As I make arrangements to close down things in the lab and prepare for a bit of turkey and ham, I thought I’d put up some of my favourite blog posts from the last year:

Finally, for a bit of fun, check out the Austrian Hexapod Dance Competition:

You need to a flashplayer enabled browser to view this YouTube video

Progress at Willow Garage

Just came across this new video of the Willow Garage PR2 robot. They’re making rapid progress. When they reach their goal of distributing these platforms to research groups around the world, it will be a good day for robotics. One neat package that comes out of the box up many different near-state-of-the-art capabilities. Right now every research group is independently re-creating platforms from scratch, and it’s a huge obstacle to progress.
If you haven’t heard of Willow Garage, I have an overview here.

 You need to a flashplayer enabled browser to view this YouTube video

Update: Another new video, celebrating two successive days of autonomous runs.

You need to a flashplayer enabled browser to view this YouTube video

Amazon Remembers

When it rains, it pours. Amazon is joining the visual search party, but with a twist.

Today Amazon released an iPhone app with a feature called “Amazon Remembers”. You take a picture of some product you’re interested in and the app uploads it to Amazon. You can then revisit your list later from a browser, e.g. to buy the item. The interesting bit is that Amazon attempts to generate a link to the product page based on your image. Examples here. This isn’t instant, and may take anywhere from five minutes to 24 hours.

Fascinatingly, the back end is apparently not computer vision based. It uses Mechanical Turk, where Amazon is paying people $0.10 per image to generate the links.
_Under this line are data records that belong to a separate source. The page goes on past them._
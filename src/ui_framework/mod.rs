use crate::ui_framework::line_buffer::LineBuffer;

pub mod line_buffer;

pub trait Render {
    /// Lays the component out for a terminal `width` columns wide.
    fn render(&self, width: usize) -> LineBuffer;
}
See here. This is quite amazing to me. I have no idea if Mechanical Turk is deep enough to support this app if it truly becomes popular, but I suppose in that case Amazon could set up a dedicated call-centre type operation to handle the image recognition.

So, visual search companies now have a very direct measure of the value of a correct image search. Judging by the current set of images on Mechanical Turk, a fully automated solution is not possible. However, a hybrid system where some easy categories like books are recognised automatically and harder cases are farmed out to Mechanical Turk would clearly translate into significantly lower costs.
(Of course it’s possible Amazon are already doing this, though I did see several books in the Mechanical Turk requests).

Nokia Point and Find

It seems I missed something fairly major in my round up of mobile visual search companies last week. Nokia have a serious project in the area called Point and Find. You can see a demo here. From MSearchGroove:

“Nokia is committed to owning the visual search space and has committed a staff of 30 to build the business and further develop the technology. The business area has the buy-in of Nokia senior execs and “quite large” funding from the company

The technology comes from an acquisition of a valley startup called Pixto just over a year ago. Nokia’s service is apparently  due for launch soon, initially recognising movie posters only.